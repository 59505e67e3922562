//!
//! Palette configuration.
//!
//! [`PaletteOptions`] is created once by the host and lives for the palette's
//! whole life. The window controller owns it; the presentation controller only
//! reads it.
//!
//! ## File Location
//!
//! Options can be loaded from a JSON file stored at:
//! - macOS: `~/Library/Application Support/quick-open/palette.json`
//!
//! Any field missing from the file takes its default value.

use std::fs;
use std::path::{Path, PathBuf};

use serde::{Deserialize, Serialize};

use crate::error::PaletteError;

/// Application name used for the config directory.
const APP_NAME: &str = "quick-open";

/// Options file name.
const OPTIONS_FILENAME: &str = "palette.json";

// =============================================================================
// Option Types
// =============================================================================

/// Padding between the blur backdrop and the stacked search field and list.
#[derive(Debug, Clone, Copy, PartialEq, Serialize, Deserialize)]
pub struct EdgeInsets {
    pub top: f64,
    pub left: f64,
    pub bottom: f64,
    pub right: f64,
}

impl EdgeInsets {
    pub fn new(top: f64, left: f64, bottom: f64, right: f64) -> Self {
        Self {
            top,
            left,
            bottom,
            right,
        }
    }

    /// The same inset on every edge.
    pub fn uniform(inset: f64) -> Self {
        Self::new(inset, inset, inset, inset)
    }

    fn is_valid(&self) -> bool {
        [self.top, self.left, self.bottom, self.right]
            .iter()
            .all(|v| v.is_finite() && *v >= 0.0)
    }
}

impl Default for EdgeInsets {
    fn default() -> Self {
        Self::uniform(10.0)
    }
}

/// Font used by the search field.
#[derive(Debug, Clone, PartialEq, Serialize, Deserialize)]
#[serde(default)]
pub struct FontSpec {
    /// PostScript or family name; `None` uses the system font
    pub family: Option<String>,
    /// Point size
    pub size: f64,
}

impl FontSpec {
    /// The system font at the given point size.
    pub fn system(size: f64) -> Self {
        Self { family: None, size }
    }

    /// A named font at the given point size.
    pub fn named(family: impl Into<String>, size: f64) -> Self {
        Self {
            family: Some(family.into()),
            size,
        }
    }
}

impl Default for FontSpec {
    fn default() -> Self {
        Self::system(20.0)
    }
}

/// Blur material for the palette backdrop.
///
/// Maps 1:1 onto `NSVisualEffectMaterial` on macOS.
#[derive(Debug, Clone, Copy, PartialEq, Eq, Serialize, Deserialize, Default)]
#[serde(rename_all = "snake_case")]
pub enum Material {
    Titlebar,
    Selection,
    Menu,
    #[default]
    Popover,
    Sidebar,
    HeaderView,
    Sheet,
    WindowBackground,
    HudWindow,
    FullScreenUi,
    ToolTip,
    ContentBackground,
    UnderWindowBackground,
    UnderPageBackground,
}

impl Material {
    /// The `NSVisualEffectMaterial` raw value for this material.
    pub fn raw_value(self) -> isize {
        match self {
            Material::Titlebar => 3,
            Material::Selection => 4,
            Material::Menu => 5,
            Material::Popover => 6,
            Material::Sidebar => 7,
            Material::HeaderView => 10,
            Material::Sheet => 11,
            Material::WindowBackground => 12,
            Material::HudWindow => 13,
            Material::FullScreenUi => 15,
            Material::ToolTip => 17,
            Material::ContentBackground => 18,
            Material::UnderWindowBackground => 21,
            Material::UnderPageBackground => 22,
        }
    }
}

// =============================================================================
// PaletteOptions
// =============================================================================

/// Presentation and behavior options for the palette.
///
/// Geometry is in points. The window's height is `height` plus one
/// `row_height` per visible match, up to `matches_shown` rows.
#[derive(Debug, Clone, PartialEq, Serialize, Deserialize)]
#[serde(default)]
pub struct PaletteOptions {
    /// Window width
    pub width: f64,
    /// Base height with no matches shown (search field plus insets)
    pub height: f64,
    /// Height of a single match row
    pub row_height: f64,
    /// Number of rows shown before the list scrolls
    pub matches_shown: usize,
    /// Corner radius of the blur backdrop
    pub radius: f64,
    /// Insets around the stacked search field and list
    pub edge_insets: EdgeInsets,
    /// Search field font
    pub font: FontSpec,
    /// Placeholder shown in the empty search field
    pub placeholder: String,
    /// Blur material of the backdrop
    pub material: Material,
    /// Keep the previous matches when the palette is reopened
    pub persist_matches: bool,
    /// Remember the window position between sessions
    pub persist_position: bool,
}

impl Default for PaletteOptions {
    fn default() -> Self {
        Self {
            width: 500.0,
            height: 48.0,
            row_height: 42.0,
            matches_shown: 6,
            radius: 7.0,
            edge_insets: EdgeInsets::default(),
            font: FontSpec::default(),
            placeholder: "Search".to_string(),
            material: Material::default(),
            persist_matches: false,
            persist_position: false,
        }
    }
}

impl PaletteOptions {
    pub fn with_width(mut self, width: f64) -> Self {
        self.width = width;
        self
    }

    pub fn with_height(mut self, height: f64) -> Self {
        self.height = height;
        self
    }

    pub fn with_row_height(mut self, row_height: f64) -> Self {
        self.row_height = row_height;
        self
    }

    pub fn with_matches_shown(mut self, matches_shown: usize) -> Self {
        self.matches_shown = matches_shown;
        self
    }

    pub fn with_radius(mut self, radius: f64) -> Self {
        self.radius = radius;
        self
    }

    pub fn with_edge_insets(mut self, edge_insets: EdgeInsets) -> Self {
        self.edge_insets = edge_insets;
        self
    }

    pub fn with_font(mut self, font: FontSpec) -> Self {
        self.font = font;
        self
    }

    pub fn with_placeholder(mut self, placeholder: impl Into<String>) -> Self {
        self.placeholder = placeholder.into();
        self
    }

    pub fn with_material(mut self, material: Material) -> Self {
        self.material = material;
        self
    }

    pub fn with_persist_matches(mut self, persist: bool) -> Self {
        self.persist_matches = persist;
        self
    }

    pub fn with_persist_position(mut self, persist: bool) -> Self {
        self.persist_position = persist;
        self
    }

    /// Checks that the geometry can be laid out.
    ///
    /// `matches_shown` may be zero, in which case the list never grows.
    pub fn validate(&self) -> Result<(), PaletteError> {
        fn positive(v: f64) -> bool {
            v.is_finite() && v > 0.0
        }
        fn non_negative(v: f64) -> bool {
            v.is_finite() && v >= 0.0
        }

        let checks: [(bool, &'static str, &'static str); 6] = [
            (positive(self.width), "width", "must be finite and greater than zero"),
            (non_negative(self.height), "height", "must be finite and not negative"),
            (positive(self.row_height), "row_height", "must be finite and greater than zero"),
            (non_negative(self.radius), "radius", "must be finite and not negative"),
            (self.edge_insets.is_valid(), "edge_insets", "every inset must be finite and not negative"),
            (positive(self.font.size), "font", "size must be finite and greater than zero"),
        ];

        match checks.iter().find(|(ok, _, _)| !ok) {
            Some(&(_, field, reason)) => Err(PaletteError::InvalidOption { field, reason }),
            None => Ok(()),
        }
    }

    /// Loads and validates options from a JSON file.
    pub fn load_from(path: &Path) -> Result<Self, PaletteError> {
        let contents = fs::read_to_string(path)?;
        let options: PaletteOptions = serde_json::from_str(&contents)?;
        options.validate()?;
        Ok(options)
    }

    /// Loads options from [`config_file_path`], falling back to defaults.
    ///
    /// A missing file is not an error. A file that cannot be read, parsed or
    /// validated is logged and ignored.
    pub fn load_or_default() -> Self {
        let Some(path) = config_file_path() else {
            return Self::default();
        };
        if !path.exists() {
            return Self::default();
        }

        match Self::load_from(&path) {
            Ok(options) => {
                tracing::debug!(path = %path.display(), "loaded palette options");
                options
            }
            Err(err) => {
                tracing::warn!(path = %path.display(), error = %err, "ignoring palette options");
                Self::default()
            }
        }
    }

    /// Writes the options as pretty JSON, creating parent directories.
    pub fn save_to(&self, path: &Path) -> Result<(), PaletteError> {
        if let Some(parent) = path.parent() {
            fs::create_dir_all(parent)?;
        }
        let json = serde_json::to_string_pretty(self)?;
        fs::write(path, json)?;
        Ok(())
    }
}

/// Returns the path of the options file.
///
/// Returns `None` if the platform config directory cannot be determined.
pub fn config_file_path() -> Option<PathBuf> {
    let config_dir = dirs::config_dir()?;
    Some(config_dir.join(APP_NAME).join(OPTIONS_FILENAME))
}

┄┄┄┄┄┄

AIM OF THE TASK: What is the number of lines in the material above that include "between"? Answer with the number only.

RESPONSE: 2